GLENDALE — Monsoon 2022 is officially here and that means blowing dust, intense storms, and flooding will make driving conditions dangerous some days across Arizona.
For those not used to severe weather, a Valley driving school is using modern technology to teach student drivers how to stay safe while driving through stormy conditions.
When storms strike in the Valley, drivers tend to freeze on our freeways, making Glendale's Driving MBA's on-site training simulators an important form of training. Students can make their mistakes there virtually, according to Curriculum Director Kathleen Ryan.
"If we can train them in here, where they can make those errors, so we can replay it, we can learn from it, and they can learn how to make those adjustments to stay safe."
Driving MBA offers virtual training at its Glendale and Scottsdale locations.
Although most of the clients are high schoolers, Driving MBA also provides lessons for foreigners moving to the U.S., the elderly, and defensive driving courses used by ADOT and local police departments.
Arizona Department of Transportation offers many driving tips when it comes to storms and severe weather.
- Expect the unexpected. Have extra supplies, including a fully charged cell phone, drinking water and an emergency kit in case you experience an extended highway closure.
- When in doubt, wait it out! If you see a dust storm or heavy rain ahead, it’s best to exit and wait for the storm to move through the area. Get to a safe area as far off the roadway as possible.
- When faced with low- or zero-visibility conditions, pull your vehicle off the road as far to the right as possible. Turn off your lights, set the parking brake, and take your foot off the brake pedal. These steps reduce the chances that other drivers mistake your vehicle as the one to follow.
- Don’t risk crossing a flooded wash, even if it doesn’t look deep. Water is a powerful force that should not be underestimated. Even a few inches of running water poses a serious risk.
- Do not drive around “Road Closed” signs. You risk your life and face being cited under the state’s Stupid Motorist law.
- If traffic lights are out, treat an intersection just like a four-way stop.

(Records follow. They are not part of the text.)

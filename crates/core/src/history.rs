//! Bounded, index-aligned sample history.

use std::collections::VecDeque;
use std::num::NonZeroUsize;

use serde::Serialize;

use crate::sampler::Sample;

/// Fixed-capacity FIFO sequence: pushing past capacity evicts the oldest value.
#[derive(Debug, Clone, PartialEq)]
pub struct BoundedSeries<T> {
    capacity: NonZeroUsize,
    values: VecDeque<T>,
}

impl<T> BoundedSeries<T> {
    pub fn new(capacity: NonZeroUsize) -> Self {
        Self {
            capacity,
            values: VecDeque::with_capacity(capacity.get()),
        }
    }

    /// Appends `value`, returning the evicted oldest value if full.
    pub fn push(&mut self, value: T) -> Option<T> {
        let evicted = if self.values.len() >= self.capacity.get() {
            self.values.pop_front()
        } else {
            None
        };
        self.values.push_back(value);
        evicted
    }

    pub fn len(&self) -> usize {
        self.values.len()
    }

    pub fn is_empty(&self) -> bool {
        self.values.is_empty()
    }

    pub fn front(&self) -> Option<&T> {
        self.values.front()
    }
}

impl<T: Clone> BoundedSeries<T> {
    pub fn to_vec(&self) -> Vec<T> {
        self.values.iter().cloned().collect()
    }
}

/// A tick whose congestion score exceeded the event threshold.
#[derive(Debug, Clone, Copy, PartialEq, Serialize)]
pub struct CongestionEvent {
    /// Seconds since the monitor started.
    pub t: f64,
}

/// Aligned history of every sampled metric plus the congestion events.
///
/// Only the sampler appends, one entry per sequence per tick, so all five
/// sequences always have the same length.
#[derive(Debug, Clone)]
pub struct HistoryStore {
    time: BoundedSeries<f64>,
    window_size: BoundedSeries<Option<u64>>,
    rtt_ms: BoundedSeries<Option<f64>>,
    throughput_pps: BoundedSeries<Option<f64>>,
    congestion_score: BoundedSeries<Option<f64>>,
    events: VecDeque<CongestionEvent>,
    max_events: Option<usize>,
    events_recorded: u64,
}

impl HistoryStore {
    /// `max_events` of `None` keeps every congestion event for the lifetime
    /// of the store.
    pub fn new(history_length: NonZeroUsize, max_events: Option<usize>) -> Self {
        Self {
            time: BoundedSeries::new(history_length),
            window_size: BoundedSeries::new(history_length),
            rtt_ms: BoundedSeries::new(history_length),
            throughput_pps: BoundedSeries::new(history_length),
            congestion_score: BoundedSeries::new(history_length),
            events: VecDeque::new(),
            max_events,
            events_recorded: 0,
        }
    }

    pub fn push_sample(&mut self, sample: &Sample) {
        self.time.push(sample.t);
        self.window_size.push(sample.window_size);
        self.rtt_ms.push(sample.rtt_ms);
        self.throughput_pps.push(sample.throughput_pps);
        self.congestion_score.push(sample.congestion_score);
        debug_assert!(self.is_aligned());
    }

    pub fn record_event(&mut self, event: CongestionEvent) {
        self.events_recorded += 1;
        if let Some(max) = self.max_events {
            if max == 0 {
                return;
            }
            while self.events.len() >= max {
                self.events.pop_front();
            }
        }
        self.events.push_back(event);
    }

    pub fn len(&self) -> usize {
        self.time.len()
    }

    pub fn is_empty(&self) -> bool {
        self.time.is_empty()
    }

    /// Every retained congestion event, oldest first.
    pub fn events(&self) -> &VecDeque<CongestionEvent> {
        &self.events
    }

    /// Congestion events recorded so far, evicted ones included.
    pub fn events_recorded(&self) -> u64 {
        self.events_recorded
    }

    fn is_aligned(&self) -> bool {
        let len = self.time.len();
        self.window_size.len() == len
            && self.rtt_ms.len() == len
            && self.throughput_pps.len() == len
            && self.congestion_score.len() == len
    }

    /// Immutable copy of the current history.
    ///
    /// Only the events falling inside the retained time range are copied, so
    /// the cost is bounded by the history length and not by how long the
    /// monitor has been running.
    pub fn snapshot(&self) -> HistorySnapshot {
        let oldest = self.time.front().copied().unwrap_or(f64::INFINITY);
        let in_range = self.events.iter().rev().take_while(|e| e.t >= oldest).count();
        let events = self
            .events
            .range(self.events.len() - in_range..)
            .copied()
            .collect();
        HistorySnapshot {
            time: self.time.to_vec(),
            window_size: self.window_size.to_vec(),
            rtt_ms: self.rtt_ms.to_vec(),
            throughput_pps: self.throughput_pps.to_vec(),
            congestion_score: self.congestion_score.to_vec(),
            events,
            events_recorded: self.events_recorded,
        }
    }
}

/// Point-in-time copy of [`HistoryStore`] handed to renderers.
#[derive(Debug, Clone, Default, PartialEq, Serialize)]
pub struct HistorySnapshot {
    pub time: Vec<f64>,
    pub window_size: Vec<Option<u64>>,
    pub rtt_ms: Vec<Option<f64>>,
    pub throughput_pps: Vec<Option<f64>>,
    pub congestion_score: Vec<Option<f64>>,
    /// Events no older than the first entry of `time`.
    pub events: Vec<CongestionEvent>,
    pub events_recorded: u64,
}

impl HistorySnapshot {
    pub fn len(&self) -> usize {
        self.time.len()
    }

    pub fn is_empty(&self) -> bool {
        self.time.is_empty()
    }
}

#[cfg(test)]
mod tests {
    use super::*;

    fn cap(n: usize) -> NonZeroUsize {
        NonZeroUsize::new(n).unwrap()
    }

    fn sample(t: f64) -> Sample {
        Sample {
            t,
            window_size: Some(t as u64),
            rtt_ms: None,
            throughput_pps: Some(1.0),
            congestion_score: None,
        }
    }

    #[test]
    fn bounded_series_evicts_oldest() {
        let mut series = BoundedSeries::new(cap(3));
        assert_eq!(series.push(1), None);
        assert_eq!(series.push(2), None);
        assert_eq!(series.push(3), None);
        assert_eq!(series.push(4), Some(1));
        assert_eq!(series.to_vec(), vec![2, 3, 4]);
        assert_eq!(series.front(), Some(&2));
    }

    #[test]
    fn single_slot_series_never_grows() {
        let mut series = BoundedSeries::new(cap(1));
        for i in 0..50 {
            series.push(i);
            assert_eq!(series.len(), 1);
        }
        assert_eq!(series.to_vec(), vec![49]);
    }

    #[test]
    fn store_keeps_most_recent_samples() {
        let mut store = HistoryStore::new(cap(100), None);
        for i in 0..150 {
            store.push_sample(&sample(i as f64));
        }
        let snap = store.snapshot();
        assert_eq!(snap.len(), 100);
        assert_eq!(snap.window_size.len(), 100);
        assert_eq!(snap.rtt_ms.len(), 100);
        assert_eq!(snap.throughput_pps.len(), 100);
        assert_eq!(snap.congestion_score.len(), 100);
        assert_eq!(snap.time.first(), Some(&50.0));
        assert_eq!(snap.time.last(), Some(&149.0));
    }

    #[test]
    fn sequences_grow_together_until_capacity() {
        let mut store = HistoryStore::new(cap(4), None);
        for i in 0..10 {
            store.push_sample(&sample(i as f64));
            assert_eq!(store.len(), (i + 1).min(4));
            assert!(store.is_aligned());
        }
    }

    #[test]
    fn events_unbounded_by_default() {
        let mut store = HistoryStore::new(cap(2), None);
        for i in 0..500 {
            store.record_event(CongestionEvent { t: i as f64 });
        }
        assert_eq!(store.events().len(), 500);
        assert_eq!(store.events_recorded(), 500);
    }

    #[test]
    fn events_can_be_bounded() {
        let mut store = HistoryStore::new(cap(2), Some(3));
        for i in 0..5 {
            store.record_event(CongestionEvent { t: i as f64 });
        }
        let ts: Vec<_> = store.events().iter().map(|e| e.t).collect();
        assert_eq!(ts, vec![2.0, 3.0, 4.0]);
        assert_eq!(store.events_recorded(), 5);
    }

    #[test]
    fn snapshot_copies_only_events_in_retained_range() {
        let mut store = HistoryStore::new(cap(10), None);
        for i in 0..1000 {
            let t = i as f64;
            store.push_sample(&sample(t));
            store.record_event(CongestionEvent { t });
        }
        let snap = store.snapshot();
        assert_eq!(store.events().len(), 1000);
        assert_eq!(snap.events.len(), 10);
        assert_eq!(snap.events.first().map(|e| e.t), snap.time.first().copied());
        assert_eq!(snap.events.last().map(|e| e.t), Some(999.0));
        assert_eq!(snap.events_recorded, 1000);
    }

    #[test]
    fn empty_store_snapshot_has_no_events() {
        let mut store = HistoryStore::new(cap(3), None);
        store.record_event(CongestionEvent { t: 0.0 });
        let snap = store.snapshot();
        assert!(snap.is_empty());
        assert!(snap.events.is_empty());
        assert_eq!(snap.events_recorded, 1);
    }
}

- Storm runoff can loosen boulders and rocks on slopes above highways. Stay alert in areas prone to falling rocks.
- Before you drive, inspect your windshield wipers, and replace them if necessary.
- Turn on your headlights while driving.
- Reduce your speed and maintain a safe distance between your vehicle and the one in front of you; create a "space cushion."

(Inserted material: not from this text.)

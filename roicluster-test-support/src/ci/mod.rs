//! CI-facing knobs read from the environment.

pub mod property_test_profile;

- Avoid sudden braking, which can cause you to slide on the wet pavement. To slow down, take your foot off the gas pedal and brake slowly.
- Avoid areas where water is pooling in travel lanes; if possible, use center lanes and drive in the tracks of the vehicle ahead of you.
- The tires of larger vehicles, like trucks and buses, create spray that can lessen visibility so don’t follow them too closely.
- Be cautious of hydroplaning. This occurs when a thin layer of water accumulates between your tires and the asphalt and your vehicle loses contact with the roadway. You might suddenly feel your vehicle sliding or drifting because you’ve lost traction. If you feel you are hydroplaning, ease your foot off the gas pedal until you regain traction. Do not brake suddenly. If you are sliding or drifting, gently turn your steering wheel in the direction of your slide.
During dust storms:
- Immediately check traffic around your vehicle (front, back and to the side) and begin slowing down.
- Do not wait until poor visibility makes it difficult to safely pull off the roadway -- do it as soon as possible. Completely exit the highway if you can.
- Do not stop in a travel lane or in the emergency lane. Look for a safe place to pull completely off the paved portion of the roadway.
- Turn off all vehicle lights, including your emergency flashers. You do not want other vehicles approaching from behind to use your lights as a guide, possibly crashing into your parked vehicle.
- Set your emergency brake and take your foot off the brake.
- Stay in the vehicle with your seatbelts buckled and wait for the storm to pass.
- Drivers of high-profile vehicles should be especially aware of changing weather conditions and travel at reduced speeds.
During extreme heat:
- Plan your travel route in advance.
- Notify someone of your route, destination and projected arrival time.
- Fill your fuel tank and try to keep it at three-quarters full. Running out of gas — especially in a remote location — is extremely dangerous in extreme heat.
- Heat can zap your battery. Make sure your battery is up to par and has enough fluid. Consider having it tested, especially if it's three or more years old. Replace it if necessary.
- Check coolant levels and top them off if needed. If coolant needs to be flushed and replaced, do so before your trip begins. Note: Never remove the radiator cap while your engine is hot!
- Top off vital engine fluids such as motor oil, transmission fluid, brake fluid and power-steering fluid.
- The combination of under inflated tires and hot pavement can lead to a blowout. Check your tire pressure. It should be at the level recommended by the vehicle manufacturer.
- Make sure your vehicle's air conditioning system is functioning properly.